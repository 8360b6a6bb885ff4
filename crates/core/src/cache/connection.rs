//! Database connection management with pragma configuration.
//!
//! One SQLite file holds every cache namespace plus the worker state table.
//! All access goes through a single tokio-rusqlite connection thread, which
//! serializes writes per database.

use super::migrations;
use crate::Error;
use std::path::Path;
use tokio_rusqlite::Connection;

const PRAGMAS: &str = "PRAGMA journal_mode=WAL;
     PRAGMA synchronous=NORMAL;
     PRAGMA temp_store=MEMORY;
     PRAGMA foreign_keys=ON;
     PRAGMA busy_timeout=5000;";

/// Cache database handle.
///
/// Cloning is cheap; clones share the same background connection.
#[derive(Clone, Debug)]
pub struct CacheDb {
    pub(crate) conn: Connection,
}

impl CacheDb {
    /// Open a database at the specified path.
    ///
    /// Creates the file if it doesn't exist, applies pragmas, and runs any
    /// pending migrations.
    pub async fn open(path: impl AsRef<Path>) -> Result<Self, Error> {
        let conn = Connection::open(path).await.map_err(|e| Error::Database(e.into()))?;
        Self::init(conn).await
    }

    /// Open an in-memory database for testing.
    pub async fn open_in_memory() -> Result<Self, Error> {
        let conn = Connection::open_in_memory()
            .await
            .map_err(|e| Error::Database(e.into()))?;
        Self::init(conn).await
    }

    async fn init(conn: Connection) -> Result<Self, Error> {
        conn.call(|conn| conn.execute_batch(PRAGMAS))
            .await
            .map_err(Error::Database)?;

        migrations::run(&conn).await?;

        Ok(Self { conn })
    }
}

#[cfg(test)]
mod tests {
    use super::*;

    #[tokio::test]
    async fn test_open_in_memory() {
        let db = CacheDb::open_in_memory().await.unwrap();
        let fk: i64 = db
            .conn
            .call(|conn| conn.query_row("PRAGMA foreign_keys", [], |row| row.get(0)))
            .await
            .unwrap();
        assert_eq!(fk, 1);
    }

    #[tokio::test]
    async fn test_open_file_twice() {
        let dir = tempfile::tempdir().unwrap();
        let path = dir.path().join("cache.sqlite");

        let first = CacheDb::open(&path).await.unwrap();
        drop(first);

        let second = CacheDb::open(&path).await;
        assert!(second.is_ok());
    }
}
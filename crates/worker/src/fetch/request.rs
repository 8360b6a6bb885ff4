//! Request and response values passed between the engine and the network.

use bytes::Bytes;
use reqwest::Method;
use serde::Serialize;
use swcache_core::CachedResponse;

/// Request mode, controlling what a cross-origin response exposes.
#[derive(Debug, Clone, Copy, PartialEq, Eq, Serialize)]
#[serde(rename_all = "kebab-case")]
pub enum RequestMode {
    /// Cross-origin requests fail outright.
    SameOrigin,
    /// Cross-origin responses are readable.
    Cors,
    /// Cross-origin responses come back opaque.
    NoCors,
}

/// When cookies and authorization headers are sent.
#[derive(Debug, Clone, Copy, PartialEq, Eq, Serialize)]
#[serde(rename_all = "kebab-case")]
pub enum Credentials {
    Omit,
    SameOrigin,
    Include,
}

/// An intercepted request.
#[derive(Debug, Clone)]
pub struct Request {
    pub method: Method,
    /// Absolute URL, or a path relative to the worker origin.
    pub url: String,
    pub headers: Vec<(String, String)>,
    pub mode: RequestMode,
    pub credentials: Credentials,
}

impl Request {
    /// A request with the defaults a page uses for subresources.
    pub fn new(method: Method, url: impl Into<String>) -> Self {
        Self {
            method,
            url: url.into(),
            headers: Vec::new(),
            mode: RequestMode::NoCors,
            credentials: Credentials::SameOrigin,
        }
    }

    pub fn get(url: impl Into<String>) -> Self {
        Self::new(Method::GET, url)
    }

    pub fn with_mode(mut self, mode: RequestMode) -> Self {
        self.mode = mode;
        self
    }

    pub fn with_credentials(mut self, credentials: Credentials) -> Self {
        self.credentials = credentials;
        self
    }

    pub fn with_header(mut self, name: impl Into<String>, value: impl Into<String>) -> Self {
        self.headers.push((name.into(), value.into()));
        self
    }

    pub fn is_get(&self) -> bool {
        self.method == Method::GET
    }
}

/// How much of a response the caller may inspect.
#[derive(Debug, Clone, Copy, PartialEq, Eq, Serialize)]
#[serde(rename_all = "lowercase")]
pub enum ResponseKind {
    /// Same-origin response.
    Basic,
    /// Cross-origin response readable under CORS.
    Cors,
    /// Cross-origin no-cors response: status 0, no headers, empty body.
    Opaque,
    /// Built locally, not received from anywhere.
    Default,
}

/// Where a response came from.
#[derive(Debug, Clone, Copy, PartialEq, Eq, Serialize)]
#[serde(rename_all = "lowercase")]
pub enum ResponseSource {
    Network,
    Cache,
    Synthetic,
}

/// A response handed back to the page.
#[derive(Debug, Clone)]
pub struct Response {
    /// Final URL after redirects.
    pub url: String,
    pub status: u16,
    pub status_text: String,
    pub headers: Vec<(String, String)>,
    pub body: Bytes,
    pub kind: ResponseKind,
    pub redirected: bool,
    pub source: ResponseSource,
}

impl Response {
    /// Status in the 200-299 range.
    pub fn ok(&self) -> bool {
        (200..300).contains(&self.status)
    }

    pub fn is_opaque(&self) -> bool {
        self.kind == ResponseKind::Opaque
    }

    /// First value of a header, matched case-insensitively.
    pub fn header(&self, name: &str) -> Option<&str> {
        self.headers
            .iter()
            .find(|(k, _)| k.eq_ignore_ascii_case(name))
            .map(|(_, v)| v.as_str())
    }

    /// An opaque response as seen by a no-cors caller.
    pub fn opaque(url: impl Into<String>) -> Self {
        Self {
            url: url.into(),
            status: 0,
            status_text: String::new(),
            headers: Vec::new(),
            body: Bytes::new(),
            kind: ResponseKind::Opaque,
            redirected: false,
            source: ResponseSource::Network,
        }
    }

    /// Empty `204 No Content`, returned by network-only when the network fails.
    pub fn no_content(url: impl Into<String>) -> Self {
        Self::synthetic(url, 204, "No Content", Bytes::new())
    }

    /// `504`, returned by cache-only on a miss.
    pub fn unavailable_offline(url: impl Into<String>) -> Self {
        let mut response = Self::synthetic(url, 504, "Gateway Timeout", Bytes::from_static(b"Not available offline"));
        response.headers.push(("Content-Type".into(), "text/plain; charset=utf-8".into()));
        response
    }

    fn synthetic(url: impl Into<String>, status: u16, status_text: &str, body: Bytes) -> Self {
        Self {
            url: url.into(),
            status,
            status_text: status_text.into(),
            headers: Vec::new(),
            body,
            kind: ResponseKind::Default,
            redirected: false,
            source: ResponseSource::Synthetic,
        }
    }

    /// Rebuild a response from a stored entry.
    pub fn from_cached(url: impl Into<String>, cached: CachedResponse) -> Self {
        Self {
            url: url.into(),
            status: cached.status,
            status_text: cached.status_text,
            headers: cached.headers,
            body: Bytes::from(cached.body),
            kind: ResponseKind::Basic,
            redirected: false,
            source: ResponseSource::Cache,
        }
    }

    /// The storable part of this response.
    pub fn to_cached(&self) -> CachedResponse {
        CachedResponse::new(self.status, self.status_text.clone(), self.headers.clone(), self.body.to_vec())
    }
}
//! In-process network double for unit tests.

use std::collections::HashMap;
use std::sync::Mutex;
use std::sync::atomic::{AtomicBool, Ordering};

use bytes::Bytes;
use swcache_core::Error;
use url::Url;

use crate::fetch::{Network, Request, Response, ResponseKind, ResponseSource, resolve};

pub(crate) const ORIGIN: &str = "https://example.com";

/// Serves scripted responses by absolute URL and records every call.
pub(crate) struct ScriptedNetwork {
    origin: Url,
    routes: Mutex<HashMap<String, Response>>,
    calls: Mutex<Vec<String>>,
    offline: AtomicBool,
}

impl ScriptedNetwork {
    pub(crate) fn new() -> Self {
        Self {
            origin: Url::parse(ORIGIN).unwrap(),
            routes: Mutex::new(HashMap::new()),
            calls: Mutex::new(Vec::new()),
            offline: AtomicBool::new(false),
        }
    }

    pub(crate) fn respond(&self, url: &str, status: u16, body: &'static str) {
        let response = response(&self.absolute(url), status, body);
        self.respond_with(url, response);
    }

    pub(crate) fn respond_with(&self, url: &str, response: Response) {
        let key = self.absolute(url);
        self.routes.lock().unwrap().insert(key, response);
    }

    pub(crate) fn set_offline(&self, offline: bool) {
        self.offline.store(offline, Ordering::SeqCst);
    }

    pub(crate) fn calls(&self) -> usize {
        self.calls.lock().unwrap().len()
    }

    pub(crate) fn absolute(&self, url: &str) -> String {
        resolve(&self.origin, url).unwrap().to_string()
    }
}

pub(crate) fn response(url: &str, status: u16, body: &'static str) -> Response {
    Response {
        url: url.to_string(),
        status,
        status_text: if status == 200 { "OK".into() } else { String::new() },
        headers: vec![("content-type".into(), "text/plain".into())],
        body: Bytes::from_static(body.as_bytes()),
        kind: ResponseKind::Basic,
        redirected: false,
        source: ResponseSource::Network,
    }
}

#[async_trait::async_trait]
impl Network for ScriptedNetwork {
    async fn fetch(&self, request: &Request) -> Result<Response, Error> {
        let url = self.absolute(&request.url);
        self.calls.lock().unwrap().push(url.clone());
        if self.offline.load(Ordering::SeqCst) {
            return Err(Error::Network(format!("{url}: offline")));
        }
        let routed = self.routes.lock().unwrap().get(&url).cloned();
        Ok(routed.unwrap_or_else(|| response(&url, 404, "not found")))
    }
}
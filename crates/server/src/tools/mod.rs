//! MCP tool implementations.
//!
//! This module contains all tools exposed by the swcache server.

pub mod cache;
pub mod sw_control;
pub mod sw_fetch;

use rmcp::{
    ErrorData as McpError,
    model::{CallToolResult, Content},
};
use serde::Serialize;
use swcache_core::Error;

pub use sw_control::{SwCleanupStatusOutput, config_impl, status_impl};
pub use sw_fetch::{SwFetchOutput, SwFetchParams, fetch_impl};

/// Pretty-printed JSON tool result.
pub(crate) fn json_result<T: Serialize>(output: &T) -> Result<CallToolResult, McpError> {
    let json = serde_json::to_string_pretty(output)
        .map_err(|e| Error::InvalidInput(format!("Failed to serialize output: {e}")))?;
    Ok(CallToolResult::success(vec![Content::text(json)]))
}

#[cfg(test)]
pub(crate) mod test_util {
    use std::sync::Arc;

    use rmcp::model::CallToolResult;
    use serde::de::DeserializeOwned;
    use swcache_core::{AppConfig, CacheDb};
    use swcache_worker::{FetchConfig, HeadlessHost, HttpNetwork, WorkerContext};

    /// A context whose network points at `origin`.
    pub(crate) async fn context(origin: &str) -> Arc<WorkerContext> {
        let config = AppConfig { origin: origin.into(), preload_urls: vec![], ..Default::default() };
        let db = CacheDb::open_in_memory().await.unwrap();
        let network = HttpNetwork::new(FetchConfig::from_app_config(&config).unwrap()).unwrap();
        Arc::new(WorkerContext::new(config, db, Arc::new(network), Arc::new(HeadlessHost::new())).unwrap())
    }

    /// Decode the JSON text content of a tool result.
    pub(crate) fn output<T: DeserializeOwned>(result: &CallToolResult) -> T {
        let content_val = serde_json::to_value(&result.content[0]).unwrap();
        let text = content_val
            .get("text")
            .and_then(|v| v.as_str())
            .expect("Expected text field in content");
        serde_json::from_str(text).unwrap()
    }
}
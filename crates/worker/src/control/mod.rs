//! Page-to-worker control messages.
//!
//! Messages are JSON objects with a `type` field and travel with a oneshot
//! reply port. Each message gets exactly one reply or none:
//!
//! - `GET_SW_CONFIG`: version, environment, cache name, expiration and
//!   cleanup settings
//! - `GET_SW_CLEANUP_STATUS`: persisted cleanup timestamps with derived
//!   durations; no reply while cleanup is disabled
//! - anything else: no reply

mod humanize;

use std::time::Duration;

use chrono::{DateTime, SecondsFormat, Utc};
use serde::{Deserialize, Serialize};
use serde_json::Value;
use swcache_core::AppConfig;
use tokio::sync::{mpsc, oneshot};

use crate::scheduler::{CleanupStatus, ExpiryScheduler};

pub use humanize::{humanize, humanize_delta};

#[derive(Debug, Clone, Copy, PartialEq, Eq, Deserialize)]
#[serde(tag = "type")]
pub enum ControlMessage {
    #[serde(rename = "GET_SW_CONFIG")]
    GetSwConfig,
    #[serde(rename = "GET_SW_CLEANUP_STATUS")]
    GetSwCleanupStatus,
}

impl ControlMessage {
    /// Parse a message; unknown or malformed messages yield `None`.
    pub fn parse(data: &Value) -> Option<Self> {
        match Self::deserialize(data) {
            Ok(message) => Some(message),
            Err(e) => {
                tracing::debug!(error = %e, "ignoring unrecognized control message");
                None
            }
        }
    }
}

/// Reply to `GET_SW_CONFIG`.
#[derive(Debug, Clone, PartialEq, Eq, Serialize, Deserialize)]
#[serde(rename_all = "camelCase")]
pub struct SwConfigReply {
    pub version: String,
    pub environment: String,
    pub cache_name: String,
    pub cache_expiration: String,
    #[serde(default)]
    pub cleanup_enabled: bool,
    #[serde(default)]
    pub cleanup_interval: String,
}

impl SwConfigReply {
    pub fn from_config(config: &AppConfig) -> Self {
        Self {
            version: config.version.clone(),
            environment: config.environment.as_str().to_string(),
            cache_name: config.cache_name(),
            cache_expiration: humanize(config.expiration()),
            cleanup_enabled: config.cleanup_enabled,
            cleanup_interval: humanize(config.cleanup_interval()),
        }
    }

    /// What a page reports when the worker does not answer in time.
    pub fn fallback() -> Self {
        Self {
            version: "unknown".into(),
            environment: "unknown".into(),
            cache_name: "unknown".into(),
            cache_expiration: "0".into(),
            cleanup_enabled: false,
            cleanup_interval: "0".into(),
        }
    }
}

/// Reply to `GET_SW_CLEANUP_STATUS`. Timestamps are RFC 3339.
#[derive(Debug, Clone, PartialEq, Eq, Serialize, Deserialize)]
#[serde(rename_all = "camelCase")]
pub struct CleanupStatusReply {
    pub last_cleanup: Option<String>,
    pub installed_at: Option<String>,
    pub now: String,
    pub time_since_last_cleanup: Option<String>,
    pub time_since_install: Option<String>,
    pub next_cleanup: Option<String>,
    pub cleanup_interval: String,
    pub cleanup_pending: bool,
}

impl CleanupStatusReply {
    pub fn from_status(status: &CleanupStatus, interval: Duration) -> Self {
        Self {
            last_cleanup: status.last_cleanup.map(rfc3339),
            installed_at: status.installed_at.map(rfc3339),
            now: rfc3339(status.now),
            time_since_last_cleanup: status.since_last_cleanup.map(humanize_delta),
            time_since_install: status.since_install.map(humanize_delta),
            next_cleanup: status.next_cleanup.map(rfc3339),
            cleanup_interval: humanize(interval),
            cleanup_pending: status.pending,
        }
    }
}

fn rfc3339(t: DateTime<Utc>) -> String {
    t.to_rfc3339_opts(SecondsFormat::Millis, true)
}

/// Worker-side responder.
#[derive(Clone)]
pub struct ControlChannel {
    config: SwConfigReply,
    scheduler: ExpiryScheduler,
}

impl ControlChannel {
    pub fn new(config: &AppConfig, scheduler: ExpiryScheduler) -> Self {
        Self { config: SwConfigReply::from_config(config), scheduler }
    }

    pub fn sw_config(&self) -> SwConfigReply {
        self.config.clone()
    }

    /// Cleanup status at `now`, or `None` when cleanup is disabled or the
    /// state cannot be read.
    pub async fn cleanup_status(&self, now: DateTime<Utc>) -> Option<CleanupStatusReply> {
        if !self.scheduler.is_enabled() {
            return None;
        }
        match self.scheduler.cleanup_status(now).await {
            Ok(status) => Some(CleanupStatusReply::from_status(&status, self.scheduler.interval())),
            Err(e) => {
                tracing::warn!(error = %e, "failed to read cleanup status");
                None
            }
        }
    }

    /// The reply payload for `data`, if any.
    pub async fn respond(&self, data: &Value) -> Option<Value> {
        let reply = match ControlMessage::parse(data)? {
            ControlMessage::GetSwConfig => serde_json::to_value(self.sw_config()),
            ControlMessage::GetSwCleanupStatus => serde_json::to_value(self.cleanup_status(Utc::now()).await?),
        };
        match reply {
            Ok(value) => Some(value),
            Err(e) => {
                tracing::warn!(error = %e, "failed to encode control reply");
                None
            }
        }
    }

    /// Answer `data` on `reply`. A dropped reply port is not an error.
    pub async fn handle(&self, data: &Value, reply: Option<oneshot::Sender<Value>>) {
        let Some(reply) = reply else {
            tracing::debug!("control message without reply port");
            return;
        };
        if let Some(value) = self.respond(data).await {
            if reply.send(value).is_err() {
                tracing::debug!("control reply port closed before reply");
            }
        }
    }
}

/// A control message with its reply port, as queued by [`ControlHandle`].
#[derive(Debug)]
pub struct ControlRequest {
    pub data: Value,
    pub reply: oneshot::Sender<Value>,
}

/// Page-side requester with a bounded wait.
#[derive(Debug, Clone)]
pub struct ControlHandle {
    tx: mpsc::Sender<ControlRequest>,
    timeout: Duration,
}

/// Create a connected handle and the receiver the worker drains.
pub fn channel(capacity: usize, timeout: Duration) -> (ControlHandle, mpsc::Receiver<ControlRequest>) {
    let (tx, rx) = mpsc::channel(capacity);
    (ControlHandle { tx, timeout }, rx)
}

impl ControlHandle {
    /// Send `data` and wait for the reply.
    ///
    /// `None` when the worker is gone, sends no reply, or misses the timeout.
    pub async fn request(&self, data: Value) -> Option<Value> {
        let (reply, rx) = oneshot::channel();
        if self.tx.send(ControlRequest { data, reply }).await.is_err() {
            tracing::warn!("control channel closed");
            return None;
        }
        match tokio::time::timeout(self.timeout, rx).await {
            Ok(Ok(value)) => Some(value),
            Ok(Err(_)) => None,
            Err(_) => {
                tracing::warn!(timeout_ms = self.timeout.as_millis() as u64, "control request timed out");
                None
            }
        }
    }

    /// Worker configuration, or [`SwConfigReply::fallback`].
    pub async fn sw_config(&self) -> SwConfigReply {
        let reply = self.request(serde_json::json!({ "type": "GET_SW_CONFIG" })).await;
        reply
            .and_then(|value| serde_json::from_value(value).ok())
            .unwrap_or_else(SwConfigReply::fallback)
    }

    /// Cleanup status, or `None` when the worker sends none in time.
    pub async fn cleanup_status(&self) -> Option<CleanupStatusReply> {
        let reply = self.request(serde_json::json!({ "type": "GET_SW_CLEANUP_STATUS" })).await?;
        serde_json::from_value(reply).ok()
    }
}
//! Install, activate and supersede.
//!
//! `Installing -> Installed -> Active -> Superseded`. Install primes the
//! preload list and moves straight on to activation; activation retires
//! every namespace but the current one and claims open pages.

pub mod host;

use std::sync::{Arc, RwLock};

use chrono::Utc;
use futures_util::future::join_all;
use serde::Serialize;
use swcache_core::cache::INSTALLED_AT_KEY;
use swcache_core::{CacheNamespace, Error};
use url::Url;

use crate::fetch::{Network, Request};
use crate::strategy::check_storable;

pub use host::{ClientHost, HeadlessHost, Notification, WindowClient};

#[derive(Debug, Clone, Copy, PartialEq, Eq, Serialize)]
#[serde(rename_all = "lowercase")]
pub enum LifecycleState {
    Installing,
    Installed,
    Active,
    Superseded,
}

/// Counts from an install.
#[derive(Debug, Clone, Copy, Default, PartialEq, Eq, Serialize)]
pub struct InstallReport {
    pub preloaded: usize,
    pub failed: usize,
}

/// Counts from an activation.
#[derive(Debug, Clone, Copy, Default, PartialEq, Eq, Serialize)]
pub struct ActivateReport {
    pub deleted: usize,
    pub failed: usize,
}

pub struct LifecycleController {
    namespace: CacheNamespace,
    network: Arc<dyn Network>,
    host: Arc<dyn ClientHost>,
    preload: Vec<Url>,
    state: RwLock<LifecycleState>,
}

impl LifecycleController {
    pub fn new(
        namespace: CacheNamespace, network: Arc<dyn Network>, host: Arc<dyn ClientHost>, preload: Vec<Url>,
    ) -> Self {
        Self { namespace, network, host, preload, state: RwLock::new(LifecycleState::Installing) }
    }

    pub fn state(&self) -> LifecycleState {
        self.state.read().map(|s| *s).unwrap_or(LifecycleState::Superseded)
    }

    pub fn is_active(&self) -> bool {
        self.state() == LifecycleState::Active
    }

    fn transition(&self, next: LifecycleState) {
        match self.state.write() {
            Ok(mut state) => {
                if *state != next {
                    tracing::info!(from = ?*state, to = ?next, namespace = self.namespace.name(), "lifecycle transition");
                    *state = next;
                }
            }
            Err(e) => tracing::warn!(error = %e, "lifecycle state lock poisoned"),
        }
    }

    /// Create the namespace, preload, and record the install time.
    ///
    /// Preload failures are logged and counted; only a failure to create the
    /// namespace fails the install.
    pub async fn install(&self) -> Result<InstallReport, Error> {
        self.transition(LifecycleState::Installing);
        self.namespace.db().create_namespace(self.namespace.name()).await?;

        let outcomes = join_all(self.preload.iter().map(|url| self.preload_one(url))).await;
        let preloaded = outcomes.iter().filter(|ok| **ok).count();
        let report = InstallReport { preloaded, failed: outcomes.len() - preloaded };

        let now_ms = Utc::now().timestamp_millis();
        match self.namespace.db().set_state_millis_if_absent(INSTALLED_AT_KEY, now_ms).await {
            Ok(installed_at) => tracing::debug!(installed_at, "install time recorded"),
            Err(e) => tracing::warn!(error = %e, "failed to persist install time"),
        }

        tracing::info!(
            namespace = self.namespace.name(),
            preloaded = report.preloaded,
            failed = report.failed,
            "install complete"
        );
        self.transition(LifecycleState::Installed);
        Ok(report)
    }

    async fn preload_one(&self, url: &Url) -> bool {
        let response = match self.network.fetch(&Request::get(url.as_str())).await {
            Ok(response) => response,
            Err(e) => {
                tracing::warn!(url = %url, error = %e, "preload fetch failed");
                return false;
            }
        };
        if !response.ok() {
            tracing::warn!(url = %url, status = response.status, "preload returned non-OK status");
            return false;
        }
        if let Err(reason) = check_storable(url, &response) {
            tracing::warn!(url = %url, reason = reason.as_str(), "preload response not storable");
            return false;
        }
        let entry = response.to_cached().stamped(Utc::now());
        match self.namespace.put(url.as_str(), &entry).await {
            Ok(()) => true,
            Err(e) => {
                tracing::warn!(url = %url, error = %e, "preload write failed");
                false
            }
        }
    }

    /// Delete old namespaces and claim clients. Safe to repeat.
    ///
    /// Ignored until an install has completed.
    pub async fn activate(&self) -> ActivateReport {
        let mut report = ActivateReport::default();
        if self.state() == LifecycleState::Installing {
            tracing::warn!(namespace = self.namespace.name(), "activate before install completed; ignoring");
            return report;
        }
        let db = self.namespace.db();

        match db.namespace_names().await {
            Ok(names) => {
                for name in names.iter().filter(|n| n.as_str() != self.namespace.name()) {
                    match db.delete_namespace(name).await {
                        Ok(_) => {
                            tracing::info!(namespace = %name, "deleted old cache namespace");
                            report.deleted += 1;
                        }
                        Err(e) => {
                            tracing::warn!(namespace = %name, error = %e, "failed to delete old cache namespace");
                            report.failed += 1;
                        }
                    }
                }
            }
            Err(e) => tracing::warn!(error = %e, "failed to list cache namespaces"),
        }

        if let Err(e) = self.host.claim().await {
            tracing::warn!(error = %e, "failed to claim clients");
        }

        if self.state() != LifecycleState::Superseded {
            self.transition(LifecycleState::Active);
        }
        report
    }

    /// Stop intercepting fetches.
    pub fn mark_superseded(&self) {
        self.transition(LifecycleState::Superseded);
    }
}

→ **Goal of the exercise**:
Repeat verbatim the opening run of entries, ending with the line that contains "pub async fn open(path: impl".

→ **Result for this task**:
repository 8360b6a6bb885ff4
filename crates/core/src/cache/connection.rs
//! Database connection management with pragma configuration.
//!
//! One SQLite file holds every cache namespace plus the worker state table.
//! All access goes through a single tokio-rusqlite connection thread, which
//! serializes writes per database.

use super::migrations;
use crate::Error;
use std::path::Path;
use tokio_rusqlite::Connection;

const PRAGMAS: &str = "PRAGMA journal_mode=WAL;
     PRAGMA synchronous=NORMAL;
     PRAGMA temp_store=MEMORY;
     PRAGMA foreign_keys=ON;
     PRAGMA busy_timeout=5000;";

/// Cache database handle.
///
/// Cloning is cheap; clones share the same background connection.
#[derive(Clone, Debug)]
pub struct CacheDb {
    pub(crate) conn: Connection,
}

impl CacheDb {
    /// Open a database at the specified path.
    ///
    /// Creates the file if it doesn't exist, applies pragmas, and runs any
    /// pending migrations.
    pub async fn open(path: impl AsRef<Path>) -> Result<Self, Error> {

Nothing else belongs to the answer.